═══ Provided data

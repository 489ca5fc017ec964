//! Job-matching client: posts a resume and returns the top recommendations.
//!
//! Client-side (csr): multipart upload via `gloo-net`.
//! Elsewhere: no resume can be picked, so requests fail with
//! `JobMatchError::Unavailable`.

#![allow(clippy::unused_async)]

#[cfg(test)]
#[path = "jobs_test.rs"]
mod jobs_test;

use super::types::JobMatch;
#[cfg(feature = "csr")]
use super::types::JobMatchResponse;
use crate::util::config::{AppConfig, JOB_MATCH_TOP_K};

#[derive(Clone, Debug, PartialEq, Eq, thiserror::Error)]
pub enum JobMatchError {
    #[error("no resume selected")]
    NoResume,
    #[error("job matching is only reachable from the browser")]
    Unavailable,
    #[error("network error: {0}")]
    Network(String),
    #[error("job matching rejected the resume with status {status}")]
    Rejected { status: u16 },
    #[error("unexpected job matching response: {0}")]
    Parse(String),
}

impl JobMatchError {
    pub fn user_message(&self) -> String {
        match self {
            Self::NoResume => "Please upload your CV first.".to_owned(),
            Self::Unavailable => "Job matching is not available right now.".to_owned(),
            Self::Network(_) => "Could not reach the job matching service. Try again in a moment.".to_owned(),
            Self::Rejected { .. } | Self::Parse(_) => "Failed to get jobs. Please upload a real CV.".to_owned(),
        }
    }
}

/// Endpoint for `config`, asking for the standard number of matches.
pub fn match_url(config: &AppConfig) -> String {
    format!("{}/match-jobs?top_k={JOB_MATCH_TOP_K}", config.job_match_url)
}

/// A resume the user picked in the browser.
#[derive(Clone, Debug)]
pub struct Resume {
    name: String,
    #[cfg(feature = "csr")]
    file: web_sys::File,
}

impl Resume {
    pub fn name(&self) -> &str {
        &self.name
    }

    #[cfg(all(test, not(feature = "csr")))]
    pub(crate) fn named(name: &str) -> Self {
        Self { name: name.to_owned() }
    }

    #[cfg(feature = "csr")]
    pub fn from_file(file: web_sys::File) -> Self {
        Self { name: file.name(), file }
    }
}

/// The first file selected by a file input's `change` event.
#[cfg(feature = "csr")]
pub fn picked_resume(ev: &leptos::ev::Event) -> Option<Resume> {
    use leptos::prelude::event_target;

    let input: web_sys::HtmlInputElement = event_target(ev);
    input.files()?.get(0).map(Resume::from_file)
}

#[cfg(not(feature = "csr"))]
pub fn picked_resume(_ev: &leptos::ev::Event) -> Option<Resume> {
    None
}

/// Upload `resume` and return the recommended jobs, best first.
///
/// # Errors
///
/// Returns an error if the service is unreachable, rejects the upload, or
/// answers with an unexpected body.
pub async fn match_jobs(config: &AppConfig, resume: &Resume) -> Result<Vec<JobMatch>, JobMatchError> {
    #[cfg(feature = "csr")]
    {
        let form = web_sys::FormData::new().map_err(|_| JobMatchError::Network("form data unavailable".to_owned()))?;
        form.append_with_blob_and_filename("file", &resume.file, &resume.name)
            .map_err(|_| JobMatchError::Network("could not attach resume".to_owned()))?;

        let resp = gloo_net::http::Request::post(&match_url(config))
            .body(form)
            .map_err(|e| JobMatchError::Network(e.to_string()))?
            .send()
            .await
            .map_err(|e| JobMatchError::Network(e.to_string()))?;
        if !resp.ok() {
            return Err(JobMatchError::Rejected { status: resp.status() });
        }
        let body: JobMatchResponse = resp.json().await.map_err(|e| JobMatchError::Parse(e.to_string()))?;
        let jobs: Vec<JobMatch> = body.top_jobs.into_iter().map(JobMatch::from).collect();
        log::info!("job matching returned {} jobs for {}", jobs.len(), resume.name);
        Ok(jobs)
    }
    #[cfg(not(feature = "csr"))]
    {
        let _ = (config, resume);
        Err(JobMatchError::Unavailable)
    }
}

══════

* Requirement
Copy here each line of the preceding records with "types" in it.

* Exercise solution
use super::types::JobMatch;
use super::types::JobMatchResponse;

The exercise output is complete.